MARKET WRAP: JSE suffers worst week in two months

The JSE recorded broad-based losses on Friday, capping its worst week since September.

The week saw an interest-rate increase as well as a small cabinet reshuffle, but a firmer rand and falling oil price helped provide some support for banks and retailers.

The all share fell 0.96% to 50,697.7 points and the top 40 lost 1.02%. Resources fell 2.54%, while food and drug retailers added 0.5%. The all share fell 2.68% in the week.

Earlier, Brent crude slumped about 5% to below $60 a barrel amid increasing concern about slowing economic growth.
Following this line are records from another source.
//! Document-style persistence for provider configurations and password
//! accounts.
//!
//! Repositories store exactly what they are given: secret params arrive
//! already encrypted and leave still encrypted. The vault is applied one
//! layer up, in [`crate::store::AuthProviderStore`].

mod memory;
mod postgres;

use async_trait::async_trait;
use chrono::{DateTime, Utc};
use warden_core::{
    AuthProvider, AuthProviderParam, ProjectId, ProviderId, ProviderType, UserId, WithPasswordUser,
};

use crate::error::StoreResult;

pub use memory::{InMemoryAuthProviderRepository, InMemoryPasswordUserRepository};
pub use postgres::{PgAuthProviderRepository, PgPasswordUserRepository};

/// Selects provider records. `None` fields match everything.
#[derive(Debug, Clone, Default, PartialEq, Eq)]
pub struct ProviderFilter {
    pub projects: Option<Vec<ProjectId>>,
    pub enabled: Option<bool>,
}

impl ProviderFilter {
    /// Records in any of `projects`.
    #[must_use]
    pub fn in_projects(projects: impl IntoIterator<Item = ProjectId>) -> Self {
        Self {
            projects: Some(projects.into_iter().collect()),
            ..Self::default()
        }
    }

    #[must_use]
    pub fn enabled_only(mut self) -> Self {
        self.enabled = Some(true);
        self
    }

    /// Whether `record` satisfies the filter.
    #[must_use]
    pub fn matches(&self, record: &AuthProvider) -> bool {
        self.projects
            .as_ref()
            .map_or(true, |p| p.contains(&record.project_id))
            && self.enabled.map_or(true, |e| record.enabled == e)
    }
}

/// Partial update of a provider's mutable fields.
///
/// `created_at` and `created_by` have no counterpart here, so no update can
/// touch them.
#[derive(Debug, Clone, PartialEq)]
pub struct ProviderUpdate {
    pub name: Option<String>,
    pub icon: Option<String>,
    pub provider: Option<ProviderType>,
    pub project_id: Option<ProjectId>,
    pub params: Option<Vec<AuthProviderParam>>,
    pub enabled: Option<bool>,
    pub updated_at: DateTime<Utc>,
    pub updated_by: UserId,
}

impl ProviderUpdate {
    /// An update that only stamps the audit fields.
    #[must_use]
    pub fn touch(updated_by: UserId, updated_at: DateTime<Utc>) -> Self {
        Self {
            name: None,
            icon: None,
            provider: None,
            project_id: None,
            params: None,
            enabled: None,
            updated_at,
            updated_by,
        }
    }

    /// Replace every mutable field with the payload's values.
    #[must_use]
    pub fn replace_with(payload: AuthProvider, updated_by: UserId, updated_at: DateTime<Utc>) -> Self {
        Self {
            name: Some(payload.name),
            icon: Some(payload.icon),
            provider: Some(payload.provider),
            project_id: Some(payload.project_id),
            params: Some(payload.params),
            enabled: Some(payload.enabled),
            updated_at,
            updated_by,
        }
    }

    /// Apply to an in-memory record.
    pub fn apply_to(&self, record: &mut AuthProvider) {
        if let Some(name) = &self.name {
            record.name.clone_from(name);
        }
        if let Some(icon) = &self.icon {
            record.icon.clone_from(icon);
        }
        if let Some(provider) = self.provider {
            record.provider = provider;
        }
        if let Some(project_id) = self.project_id {
            record.project_id = project_id;
        }
        if let Some(params) = &self.params {
            record.params.clone_from(params);
        }
        if let Some(enabled) = self.enabled {
            record.enabled = enabled;
        }
        record.updated_at = self.updated_at;
        record.updated_by = self.updated_by;
    }
}

/// Storage of provider configurations.
#[async_trait]
pub trait AuthProviderRepository: Send + Sync {
    async fn find_by_id(&self, id: ProviderId) -> StoreResult<Option<AuthProvider>>;

    /// Matching records, oldest first.
    async fn find(&self, filter: &ProviderFilter) -> StoreResult<Vec<AuthProvider>>;

    /// Insert a new record. `AlreadyExists` when the id is taken.
    async fn insert(&self, record: &AuthProvider) -> StoreResult<()>;

    /// Apply `update` atomically, provided the record still belongs to
    /// `expected_project`. Returns the updated record, or `None` when no
    /// record matched.
    async fn update(
        &self,
        id: ProviderId,
        expected_project: ProjectId,
        update: &ProviderUpdate,
    ) -> StoreResult<Option<AuthProvider>>;
}

/// Storage of password accounts, unique per (project, email).
#[async_trait]
pub trait PasswordUserRepository: Send + Sync {
    async fn find_by_email(
        &self,
        project_id: ProjectId,
        email: &str,
    ) -> StoreResult<Option<WithPasswordUser>>;

    /// Insert a new account. `AlreadyExists` when (project, email) is taken.
    async fn insert(&self, user: &WithPasswordUser) -> StoreResult<()>;

    /// Swap the stored hash from `expected_hash` to `new_hash`.
    ///
    /// Returns `false`, writing nothing, when the stored hash is no longer
    /// `expected_hash`.
    async fn replace_password(
        &self,
        id: UserId,
        expected_hash: &str,
        new_hash: &str,
        updated_at: DateTime<Utc>,
    ) -> StoreResult<bool>;
}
The oil market was jittery after US inventories hit their highest level in 11 months, fuelling concern about a global crude glut amid a worsening economic outlook, London Capital Group analyst Jasper Lawler said. “The fact that oil traders shrugged off expectations that Opec will start withholding supply in 2019 to rein in the glut reflects just how concerned oil traders are over the future outlook”.

Global trade was a little muted by Thanksgiving Day in the US, but the local calendar was busy in terms of corporate, political and economic news.

Shortly after the JSE closed the Dow was off 0.44% at 24,358.23 points, while in Europe, the FTSE 100 had lost 0.39%, with the CAC 40 and DAX 30 flat.

Brent crude was 5.12% lower at $59.32 a barrel. Platinum was down 0.45% to $843.28 an ounce and gold 0.26% to $1,223.85.

Sasol plunged 5.2% to R404.32.

Diversified miner Glencore lost 2.84% to R50.35.

PPC slumped 6.15% to R5.95, after reporting earlier that overall group revenue grew 8% to R5.6bn in the six months to end-September from R5.2bn in the matching period in 2017. But net profit declined 14.5% to R260m, with a 29% decline in profit of cement sales in the rest of Africa and 18% in its home market.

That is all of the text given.